When you have gone through the records below, state only how many lines include the word "ActionType".

# # #

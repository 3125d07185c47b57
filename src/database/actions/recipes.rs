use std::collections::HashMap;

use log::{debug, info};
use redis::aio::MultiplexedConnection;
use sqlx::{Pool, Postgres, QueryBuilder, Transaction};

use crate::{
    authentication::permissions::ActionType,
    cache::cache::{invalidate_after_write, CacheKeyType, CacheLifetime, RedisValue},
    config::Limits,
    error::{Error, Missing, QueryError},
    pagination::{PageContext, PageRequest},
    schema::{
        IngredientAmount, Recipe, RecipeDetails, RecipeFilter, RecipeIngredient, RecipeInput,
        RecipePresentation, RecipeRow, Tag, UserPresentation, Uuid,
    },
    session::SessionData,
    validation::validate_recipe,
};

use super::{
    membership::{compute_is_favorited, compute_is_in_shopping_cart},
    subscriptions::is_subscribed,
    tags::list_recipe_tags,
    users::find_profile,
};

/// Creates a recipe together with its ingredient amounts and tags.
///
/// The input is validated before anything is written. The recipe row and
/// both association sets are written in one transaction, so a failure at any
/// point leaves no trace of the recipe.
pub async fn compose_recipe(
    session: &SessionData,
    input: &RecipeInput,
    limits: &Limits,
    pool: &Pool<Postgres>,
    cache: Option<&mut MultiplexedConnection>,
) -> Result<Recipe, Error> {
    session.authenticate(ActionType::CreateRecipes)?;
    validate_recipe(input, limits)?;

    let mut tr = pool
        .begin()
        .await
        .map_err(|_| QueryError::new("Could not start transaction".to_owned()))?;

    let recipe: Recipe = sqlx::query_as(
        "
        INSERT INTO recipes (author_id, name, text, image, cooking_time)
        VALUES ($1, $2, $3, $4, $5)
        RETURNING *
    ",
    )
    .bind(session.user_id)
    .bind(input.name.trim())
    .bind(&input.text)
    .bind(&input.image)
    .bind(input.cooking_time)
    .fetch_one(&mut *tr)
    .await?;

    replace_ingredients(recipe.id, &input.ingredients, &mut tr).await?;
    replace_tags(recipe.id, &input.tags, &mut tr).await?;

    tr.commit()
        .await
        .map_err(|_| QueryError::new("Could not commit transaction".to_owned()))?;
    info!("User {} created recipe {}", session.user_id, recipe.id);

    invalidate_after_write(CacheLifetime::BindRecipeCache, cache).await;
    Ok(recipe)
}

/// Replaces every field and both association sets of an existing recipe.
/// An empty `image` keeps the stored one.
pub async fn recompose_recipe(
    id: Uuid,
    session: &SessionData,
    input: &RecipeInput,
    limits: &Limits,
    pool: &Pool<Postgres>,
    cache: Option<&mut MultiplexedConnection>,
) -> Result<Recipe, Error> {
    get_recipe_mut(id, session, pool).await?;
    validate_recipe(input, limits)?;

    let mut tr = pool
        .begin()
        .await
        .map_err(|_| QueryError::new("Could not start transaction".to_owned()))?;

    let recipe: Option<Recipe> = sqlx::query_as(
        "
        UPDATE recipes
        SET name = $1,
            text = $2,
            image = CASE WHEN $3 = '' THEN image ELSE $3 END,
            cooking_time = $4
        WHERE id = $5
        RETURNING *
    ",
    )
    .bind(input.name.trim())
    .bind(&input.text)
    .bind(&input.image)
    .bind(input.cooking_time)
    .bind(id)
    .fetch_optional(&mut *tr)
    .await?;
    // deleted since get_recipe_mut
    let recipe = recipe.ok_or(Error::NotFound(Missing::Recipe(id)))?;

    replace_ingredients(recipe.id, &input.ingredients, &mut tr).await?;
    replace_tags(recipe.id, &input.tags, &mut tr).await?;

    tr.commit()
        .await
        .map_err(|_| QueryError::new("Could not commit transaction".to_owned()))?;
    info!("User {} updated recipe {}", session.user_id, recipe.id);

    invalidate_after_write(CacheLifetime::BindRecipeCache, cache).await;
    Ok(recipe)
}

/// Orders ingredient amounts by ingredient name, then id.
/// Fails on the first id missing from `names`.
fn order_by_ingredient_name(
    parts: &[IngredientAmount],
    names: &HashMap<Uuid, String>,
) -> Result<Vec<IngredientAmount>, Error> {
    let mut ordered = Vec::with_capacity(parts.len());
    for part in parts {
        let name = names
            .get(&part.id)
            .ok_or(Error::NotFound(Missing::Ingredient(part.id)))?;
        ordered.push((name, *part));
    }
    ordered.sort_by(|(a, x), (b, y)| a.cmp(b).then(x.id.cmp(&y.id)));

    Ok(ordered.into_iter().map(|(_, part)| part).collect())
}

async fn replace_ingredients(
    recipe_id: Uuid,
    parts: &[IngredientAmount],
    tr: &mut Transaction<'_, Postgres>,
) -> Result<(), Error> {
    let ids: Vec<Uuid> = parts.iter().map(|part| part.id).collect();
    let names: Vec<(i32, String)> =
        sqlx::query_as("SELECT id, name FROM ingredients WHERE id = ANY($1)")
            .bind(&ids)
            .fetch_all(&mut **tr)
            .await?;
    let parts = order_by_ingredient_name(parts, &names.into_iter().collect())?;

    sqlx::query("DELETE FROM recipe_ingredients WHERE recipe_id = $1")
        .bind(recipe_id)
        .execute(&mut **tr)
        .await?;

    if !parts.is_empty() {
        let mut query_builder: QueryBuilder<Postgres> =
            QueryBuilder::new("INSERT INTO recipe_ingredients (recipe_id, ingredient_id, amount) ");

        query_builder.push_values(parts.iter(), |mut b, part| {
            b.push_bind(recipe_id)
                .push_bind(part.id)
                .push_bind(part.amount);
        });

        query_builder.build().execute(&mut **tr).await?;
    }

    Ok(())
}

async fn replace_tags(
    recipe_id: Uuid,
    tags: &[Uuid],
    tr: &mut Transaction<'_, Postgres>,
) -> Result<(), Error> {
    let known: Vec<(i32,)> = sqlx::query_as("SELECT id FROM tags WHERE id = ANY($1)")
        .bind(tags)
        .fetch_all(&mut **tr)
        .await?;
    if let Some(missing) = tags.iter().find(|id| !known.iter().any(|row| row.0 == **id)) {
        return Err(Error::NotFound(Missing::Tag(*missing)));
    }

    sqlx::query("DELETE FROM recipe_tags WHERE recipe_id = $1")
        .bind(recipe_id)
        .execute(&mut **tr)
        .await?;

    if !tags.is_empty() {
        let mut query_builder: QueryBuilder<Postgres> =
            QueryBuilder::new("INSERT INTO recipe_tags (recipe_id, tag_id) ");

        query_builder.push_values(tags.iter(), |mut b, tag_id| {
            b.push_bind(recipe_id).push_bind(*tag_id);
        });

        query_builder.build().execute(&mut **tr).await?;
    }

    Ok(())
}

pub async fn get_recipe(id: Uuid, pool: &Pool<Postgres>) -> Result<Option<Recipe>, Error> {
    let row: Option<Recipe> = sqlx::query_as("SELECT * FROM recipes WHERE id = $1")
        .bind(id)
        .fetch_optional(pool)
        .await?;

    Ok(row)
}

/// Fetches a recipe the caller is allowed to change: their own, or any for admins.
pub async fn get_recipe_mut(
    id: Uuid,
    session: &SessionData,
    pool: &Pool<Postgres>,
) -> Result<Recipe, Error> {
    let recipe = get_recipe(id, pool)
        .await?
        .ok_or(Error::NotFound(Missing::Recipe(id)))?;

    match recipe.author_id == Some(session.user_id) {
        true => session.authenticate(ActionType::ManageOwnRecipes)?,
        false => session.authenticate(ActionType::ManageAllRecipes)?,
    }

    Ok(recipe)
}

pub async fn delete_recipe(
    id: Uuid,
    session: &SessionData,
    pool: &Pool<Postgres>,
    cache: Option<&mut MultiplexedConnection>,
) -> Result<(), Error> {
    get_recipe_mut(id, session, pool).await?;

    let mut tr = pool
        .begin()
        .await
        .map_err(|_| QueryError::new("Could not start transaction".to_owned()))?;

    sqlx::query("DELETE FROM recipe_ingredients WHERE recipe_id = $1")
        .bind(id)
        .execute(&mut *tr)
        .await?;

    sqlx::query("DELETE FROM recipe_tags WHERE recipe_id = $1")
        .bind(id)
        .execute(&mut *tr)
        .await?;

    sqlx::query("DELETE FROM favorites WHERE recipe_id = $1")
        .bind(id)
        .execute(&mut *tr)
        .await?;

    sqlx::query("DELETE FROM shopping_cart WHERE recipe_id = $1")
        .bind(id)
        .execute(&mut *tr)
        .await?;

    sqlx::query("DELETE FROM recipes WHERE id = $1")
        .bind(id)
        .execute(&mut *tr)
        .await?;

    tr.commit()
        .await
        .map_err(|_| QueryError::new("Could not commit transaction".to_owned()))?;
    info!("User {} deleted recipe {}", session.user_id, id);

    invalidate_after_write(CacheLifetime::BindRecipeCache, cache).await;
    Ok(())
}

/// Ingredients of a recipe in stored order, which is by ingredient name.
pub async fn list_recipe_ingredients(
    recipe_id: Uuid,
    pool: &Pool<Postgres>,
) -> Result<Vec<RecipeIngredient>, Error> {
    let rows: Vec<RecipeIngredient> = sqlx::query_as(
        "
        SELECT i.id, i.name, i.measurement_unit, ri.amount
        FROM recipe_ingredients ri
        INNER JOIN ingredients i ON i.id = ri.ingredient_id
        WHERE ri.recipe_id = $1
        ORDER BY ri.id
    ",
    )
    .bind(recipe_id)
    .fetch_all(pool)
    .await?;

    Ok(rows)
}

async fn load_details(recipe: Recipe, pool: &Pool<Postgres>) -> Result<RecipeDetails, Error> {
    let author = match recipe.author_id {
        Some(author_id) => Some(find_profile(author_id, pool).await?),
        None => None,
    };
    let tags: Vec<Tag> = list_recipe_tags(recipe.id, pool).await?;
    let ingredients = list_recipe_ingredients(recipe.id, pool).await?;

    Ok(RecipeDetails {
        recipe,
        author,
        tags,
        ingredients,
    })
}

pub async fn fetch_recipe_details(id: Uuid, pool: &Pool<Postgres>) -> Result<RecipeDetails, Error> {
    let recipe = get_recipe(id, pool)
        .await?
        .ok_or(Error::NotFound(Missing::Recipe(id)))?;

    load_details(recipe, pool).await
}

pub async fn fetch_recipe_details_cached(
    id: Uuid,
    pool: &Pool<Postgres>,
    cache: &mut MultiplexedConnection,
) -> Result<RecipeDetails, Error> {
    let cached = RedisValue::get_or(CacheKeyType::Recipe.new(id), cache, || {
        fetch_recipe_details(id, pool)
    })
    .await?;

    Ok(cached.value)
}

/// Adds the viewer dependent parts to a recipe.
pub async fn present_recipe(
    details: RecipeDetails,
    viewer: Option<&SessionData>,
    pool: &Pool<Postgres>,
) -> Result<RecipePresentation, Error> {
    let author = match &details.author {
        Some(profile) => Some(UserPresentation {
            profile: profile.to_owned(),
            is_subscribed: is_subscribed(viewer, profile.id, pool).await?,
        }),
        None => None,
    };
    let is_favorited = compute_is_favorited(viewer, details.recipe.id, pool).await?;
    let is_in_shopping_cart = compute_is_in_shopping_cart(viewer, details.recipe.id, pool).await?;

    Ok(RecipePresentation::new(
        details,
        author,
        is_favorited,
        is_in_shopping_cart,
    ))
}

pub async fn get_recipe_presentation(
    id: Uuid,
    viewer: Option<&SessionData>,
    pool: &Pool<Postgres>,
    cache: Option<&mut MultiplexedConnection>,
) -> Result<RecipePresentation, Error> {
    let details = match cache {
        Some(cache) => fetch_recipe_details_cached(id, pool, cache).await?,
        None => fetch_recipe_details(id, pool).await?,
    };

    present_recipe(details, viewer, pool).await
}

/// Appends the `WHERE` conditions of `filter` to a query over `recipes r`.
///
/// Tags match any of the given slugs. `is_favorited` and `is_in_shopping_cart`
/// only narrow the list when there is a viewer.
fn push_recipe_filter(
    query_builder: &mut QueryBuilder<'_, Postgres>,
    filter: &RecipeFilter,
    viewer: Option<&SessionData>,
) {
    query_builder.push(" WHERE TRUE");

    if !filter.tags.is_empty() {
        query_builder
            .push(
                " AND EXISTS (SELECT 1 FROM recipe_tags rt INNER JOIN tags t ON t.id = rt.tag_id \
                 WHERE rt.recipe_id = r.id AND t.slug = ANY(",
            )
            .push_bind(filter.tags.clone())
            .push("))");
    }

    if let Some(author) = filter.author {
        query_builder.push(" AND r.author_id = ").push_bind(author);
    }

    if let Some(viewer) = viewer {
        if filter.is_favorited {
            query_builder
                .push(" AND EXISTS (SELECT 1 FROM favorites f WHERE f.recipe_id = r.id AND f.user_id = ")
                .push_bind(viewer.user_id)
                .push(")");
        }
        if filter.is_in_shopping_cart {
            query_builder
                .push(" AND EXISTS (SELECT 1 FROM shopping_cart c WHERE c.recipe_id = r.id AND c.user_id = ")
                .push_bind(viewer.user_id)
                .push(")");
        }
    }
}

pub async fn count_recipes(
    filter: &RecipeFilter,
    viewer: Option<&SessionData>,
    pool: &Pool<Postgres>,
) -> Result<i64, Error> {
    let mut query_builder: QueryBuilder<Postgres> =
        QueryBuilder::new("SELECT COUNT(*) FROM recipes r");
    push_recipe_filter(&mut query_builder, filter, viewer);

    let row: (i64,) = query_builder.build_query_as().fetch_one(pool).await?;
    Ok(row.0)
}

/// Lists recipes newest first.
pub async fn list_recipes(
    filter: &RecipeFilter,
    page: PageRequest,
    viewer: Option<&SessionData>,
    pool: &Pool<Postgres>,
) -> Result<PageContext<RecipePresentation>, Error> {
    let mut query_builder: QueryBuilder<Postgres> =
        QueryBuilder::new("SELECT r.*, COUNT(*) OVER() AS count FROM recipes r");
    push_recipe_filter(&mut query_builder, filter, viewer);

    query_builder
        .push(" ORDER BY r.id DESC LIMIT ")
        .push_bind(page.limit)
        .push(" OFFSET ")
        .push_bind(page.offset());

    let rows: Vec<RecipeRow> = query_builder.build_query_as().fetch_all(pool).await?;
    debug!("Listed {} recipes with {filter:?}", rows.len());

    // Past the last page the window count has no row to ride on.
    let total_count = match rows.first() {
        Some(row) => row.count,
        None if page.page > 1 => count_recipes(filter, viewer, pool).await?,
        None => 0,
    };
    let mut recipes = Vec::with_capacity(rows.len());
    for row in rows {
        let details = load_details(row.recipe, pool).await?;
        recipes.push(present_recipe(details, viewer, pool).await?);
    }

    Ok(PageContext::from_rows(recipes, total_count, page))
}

# # #

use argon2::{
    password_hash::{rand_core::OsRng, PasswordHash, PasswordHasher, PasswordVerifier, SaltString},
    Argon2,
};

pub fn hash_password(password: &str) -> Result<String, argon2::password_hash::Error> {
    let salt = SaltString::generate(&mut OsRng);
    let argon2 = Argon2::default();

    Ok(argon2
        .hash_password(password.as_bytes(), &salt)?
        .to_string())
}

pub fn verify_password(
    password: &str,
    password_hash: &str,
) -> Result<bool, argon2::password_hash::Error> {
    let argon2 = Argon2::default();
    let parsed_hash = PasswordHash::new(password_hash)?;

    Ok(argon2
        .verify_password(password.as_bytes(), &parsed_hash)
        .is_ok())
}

# # #

Response to the exercise:
4